ULID's 80 random bits (vs. UUID v7's 74) provide slightly more entropy per millisecond, though both are more than sufficient for any real-world application. The Crockford Base32 alphabet excludes visually ambiguous characters (I, L, O, U), making ULIDs easier to read, type, and speak aloud — a useful property for invite codes, support tickets, and other human-facing identifiers.
The main limitation of ULID is the lack of native database type support. While UUID has native types in PostgreSQL, MySQL, and SQL Server, ULID is typically stored as VARCHAR(26) or BINARY(16). For applications where URL ergonomics matter more than database native support, ULID is an excellent choice.
NanoID: Compact and Customizable
NanoID is the most flexible identifier format in this comparison. Its customizable alphabet and length make it adaptable to a wide range of use cases — from 6-digit numeric OTP codes to 32-character high-entropy tokens. The default configuration (21 characters, 64-character alphabet) provides ~126 bits of entropy, slightly more than UUID v4.
NanoID is particularly well-suited for short URL slugs, invite codes, and API tokens where compactness and URL safety are priorities. Its rejection-sampling algorithm ensures uniform distribution across the alphabet, avoiding the modulo bias that affects many naive ID generators.
Like UUID v4, NanoID is not time-ordered. For database primary keys at scale, UUID v7 or ULID are better choices. NanoID shines in application-layer identifiers where the ID will appear in URLs, be displayed to users, or be typed manually.

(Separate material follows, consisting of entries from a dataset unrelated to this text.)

//! Precomputed waveshaper lookup tables.
//!
//! Some nonlinearities (asymmetric curves with no closed-form antiderivative,
//! or curves driven by an external model) are cheaper to evaluate as a table
//! lookup with linear interpolation than as a per-sample transcendental call.
//! [`WaveshaperTable`] builds the table once at construction time; `process`
//! never allocates.

#[cfg(not(feature = "std"))]
use alloc::{vec, vec::Vec};

use libm::{fabsf, tanhf};

/// Selects the curve used to build a [`WaveshaperTable`].
#[derive(Debug, Clone, Copy, PartialEq, Eq, Default)]
pub enum WaveshaperShape {
    /// Hard clip at ±1.
    Hard,
    /// `tanh(drive * x) / tanh(drive)`, normalized to unit gain at x=1.
    #[default]
    Tanh,
    /// `atan(drive * x) * 2 / pi`, normalized.
    Arctan,
    /// Logistic-sigmoid based soft clip, symmetric about the origin.
    Sigmoid,
    /// Cubic soft clip: `1.5x - 0.5x^3` below threshold, hard clip above.
    CubicSoft,
}

/// A read-only table mapping `x ∈ [-1, 1]` to a shaped output.
///
/// Built once (`build`), read many times (`process`) with linear
/// interpolation between adjacent entries.
#[derive(Debug, Clone)]
pub struct WaveshaperTable {
    table: Vec<f32>,
    shape: WaveshaperShape,
    drive: f32,
}

impl WaveshaperTable {
    /// Builds a new table with `size` entries (recommend 2048–8192) over
    /// `x ∈ [-1, 1]` for the given shape and drive amount.
    ///
    /// `drive` scales the input before shaping; higher drive pushes more of
    /// the curve's nonlinear region into the working range.
    pub fn build(shape: WaveshaperShape, drive: f32, size: usize) -> Self {
        let size = size.max(2);
        let drive = drive.max(0.01);
        let mut table = vec![0.0f32; size];
        for (i, slot) in table.iter_mut().enumerate() {
            let x = -1.0 + 2.0 * (i as f32) / (size as f32 - 1.0);
            *slot = Self::shape_fn(shape, drive, x);
        }
        Self { table, shape, drive }
    }

    /// Looks up `x` (clamped to `[-1, 1]`) with linear interpolation.
    #[inline]
    pub fn process(&self, x: f32) -> f32 {
        let clamped = x.clamp(-1.0, 1.0);
        let n = self.table.len();
        let pos = (clamped + 1.0) * 0.5 * (n as f32 - 1.0);
        let idx = pos as usize;
        let frac = pos - idx as f32;
        if idx + 1 < n {
            self.table[idx] * (1.0 - frac) + self.table[idx + 1] * frac
        } else {
            self.table[n - 1]
        }
    }

    /// The shape this table was built with.
    pub fn shape(&self) -> WaveshaperShape {
        self.shape
    }

    /// The drive amount this table was built with.
    pub fn drive(&self) -> f32 {
        self.drive
    }

    fn shape_fn(shape: WaveshaperShape, drive: f32, x: f32) -> f32 {
        match shape {
            WaveshaperShape::Hard => x.clamp(-1.0, 1.0),
            WaveshaperShape::Tanh => {
                let norm = tanhf(drive);
                if norm.abs() < 1e-9 {
                    x
                } else {
                    tanhf(drive * x) / norm
                }
            }
            WaveshaperShape::Arctan => {
                let norm = libm::atanf(drive);
                if norm.abs() < 1e-9 {
                    x
                } else {
                    libm::atanf(drive * x) / norm
                }
            }
            WaveshaperShape::Sigmoid => {
                let k = drive.max(0.01);
                let s = |v: f32| 2.0 / (1.0 + libm::expf(-k * v)) - 1.0;
                let norm = s(1.0);
                if fabsf(norm) < 1e-9 { x } else { s(x) / norm }
            }
            WaveshaperShape::CubicSoft => {
                let driven = (x * drive).clamp(-1.0, 1.0);
                if fabsf(driven) <= 1.0 {
                    1.5 * driven - 0.5 * driven * driven * driven
                } else {
                    driven.signum()
                }
            }
        }
    }
}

GUID: The Windows Ecosystem Standard
GUID is Microsoft's name for UUID. Structurally identical to UUID v4, GUIDs are the standard identifier format across the entire Microsoft ecosystem — .NET, SQL Server, Azure, Windows Registry, COM, and MSI installers. If you are building on the Microsoft stack, GUID is the natural choice.
SQL Server's NEWID() generates random GUIDs (equivalent to UUID v4), while NEWSEQUENTIALID() generates sequential GUIDs that reduce index fragmentation. For new SQL Server applications, consider generating UUID v7 client-side and storing it as a UNIQUEIDENTIFIER — this gives you the sequential benefits without the server-restart reset issue of NEWSEQUENTIALID().
UUID v1 and v6: The Legacy Formats
UUID v1 was the original time-based UUID, combining a 60-bit Gregorian timestamp with a MAC address node ID. While it embeds creation time, the timestamp fields are scrambled across the UUID string in a non-sortable order. The MAC address exposure is a privacy concern in modern applications, though this can be mitigated by using a random node ID.
UUID v6 fixes v1's sortability problem by reordering the timestamp fields so that the most significant bits come first. It is fully backward-compatible with v1 and is the recommended migration path for systems already using v1. For new systems, UUID v7 is preferred over v6 due to its simpler Unix epoch timestamp and broader library support.
Apache Cassandra's timeuuid type is UUID v1. If you are working with Cassandra, v1 (or v6 for sortability) is the natural choice. For all other new systems, v7 is the modern standard.